Provided entries Block Start
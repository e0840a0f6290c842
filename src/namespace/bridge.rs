use std::sync::Arc;
use std::time::Duration;

use anyhow::bail;
use async_trait::async_trait;
use tracing::debug;

use crate::carrier::registry::CarrierRegistry;
use crate::contact::Contact;
use crate::namespace::{NameSpace, NameSpaceFlags};
use crate::network::request;
use crate::payload::bottle::Bottle;


const REQUEST_TIMEOUT: Duration = Duration::from_secs(5);
const CALLER_ID: &str = "dummy_id";
/// the status code of a successful foreign registry call
const SUCCESS: i32 = 1;

/// Converts a port name to the foreign registry's naming rules: `:` is not allowed there and
///  becomes `__`.
pub fn to_foreign_name(name: &str) -> String {
    name.replace(':', "__")
}

/// The inverse of [to_foreign_name]: every `__` becomes `:`, single underscores are kept.
pub fn from_foreign_name(name: &str) -> String {
    if !name.contains("__") {
        return name.to_string();
    }

    let mut result = String::with_capacity(name.len());
    let mut underscores = 0;
    for c in name.chars() {
        if c == '_' {
            underscores += 1;
            if underscores == 2 {
                result.push(':');
                underscores = 0;
            }
        }
        else {
            if underscores != 0 {
                result.push('_');
                underscores = 0;
            }
            result.push(c);
        }
    }
    if underscores != 0 {
        result.push('_');
    }
    result
}

/// Client for a foreign registry that knows nodes and services rather than ports. Lookups try
///  the name as a node first, then as a service. The registry cannot allocate port numbers or
///  register bare names.
pub struct ForeignBridgeNameSpace {
    registry: Contact,
    carriers: Arc<CarrierRegistry>,
}

impl ForeignBridgeNameSpace {
    pub fn new(registry: Contact, carriers: Arc<CarrierRegistry>) -> ForeignBridgeNameSpace {
        ForeignBridgeNameSpace { registry, carriers }
    }

    /// sends a call, returning the reply if its status code signals success
    async fn call(&self, words: &[&str]) -> anyhow::Result<Option<Bottle>> {
        let mut command = Bottle::new();
        for word in words {
            command.add_string(word);
        }

        let mut reply = Bottle::new();
        request(&self.carriers, &self.registry, &command, &mut reply, false, Some(REQUEST_TIMEOUT)).await?;
        debug!("foreign registry: {:?} -> {}", words, reply);

        if reply.get(0).and_then(|v| v.as_i32()) == Some(SUCCESS) {
            Ok(Some(reply))
        }
        else {
            Ok(None)
        }
    }
}

#[async_trait]
impl NameSpace for ForeignBridgeNameSpace {
    fn flags(&self) -> NameSpaceFlags {
        NameSpaceFlags {
            local_only: false,
            uses_central_server: true,
            server_allocates_port_numbers: false,
            connection_has_name_of_endpoints: false,
        }
    }

    async fn query_name(&self, name: &str) -> anyhow::Result<Option<Contact>> {
        let foreign_name = to_foreign_name(name);

        let reply = match self.call(&["lookupNode", CALLER_ID, &foreign_name]).await? {
            Some(reply) => reply,
            None => match self.call(&["lookupService", CALLER_ID, &foreign_name]).await? {
                Some(reply) => reply,
                None => return Ok(None),
            },
        };

        let uri = match reply.get(2).and_then(|v| v.as_str()) {
            Some(uri) => uri,
            None => bail!("foreign registry reply without address: {}", reply),
        };
        Ok(Some(Contact::parse(uri)?.with_name(name)))
    }

    async fn register_name(&self, name: &str) -> anyhow::Result<Contact> {
        bail!("the foreign registry cannot register {} without an address", name)
    }

    async fn register_contact(&self, contact: &Contact) -> anyhow::Result<Contact> {
        let foreign_name = to_foreign_name(contact.name());
        let uri = contact.to_uri();
        match self.call(&["registerService", CALLER_ID, &foreign_name, &uri, &uri]).await? {
            Some(_) => Ok(contact.clone()),
            None => bail!("foreign registry rejected registration of {}", contact),
        }
    }

    async fn unregister_name(&self, name: &str) -> anyhow::Result<()> {
        match self.query_name(name).await? {
            Some(contact) => self.unregister_contact(&contact).await,
            None => Ok(()),
        }
    }

    async fn unregister_contact(&self, contact: &Contact) -> anyhow::Result<()> {
        let foreign_name = to_foreign_name(contact.name());
        let uri = contact.to_uri();
        if self.call(&["unregisterService", CALLER_ID, &foreign_name, &uri]).await?.is_none() {
            debug!("foreign registry did not know {}", contact);
        }
        Ok(())
    }
}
Provided entries Block End
Task instructions: Within the entries above, find each line where "false" appears; copy every one.

Output below:
        request(&self.carriers, &self.registry, &command, &mut reply, false, Some(REQUEST_TIMEOUT)).await?;
            local_only: false,
            server_allocates_port_numbers: false,
            connection_has_name_of_endpoints: false,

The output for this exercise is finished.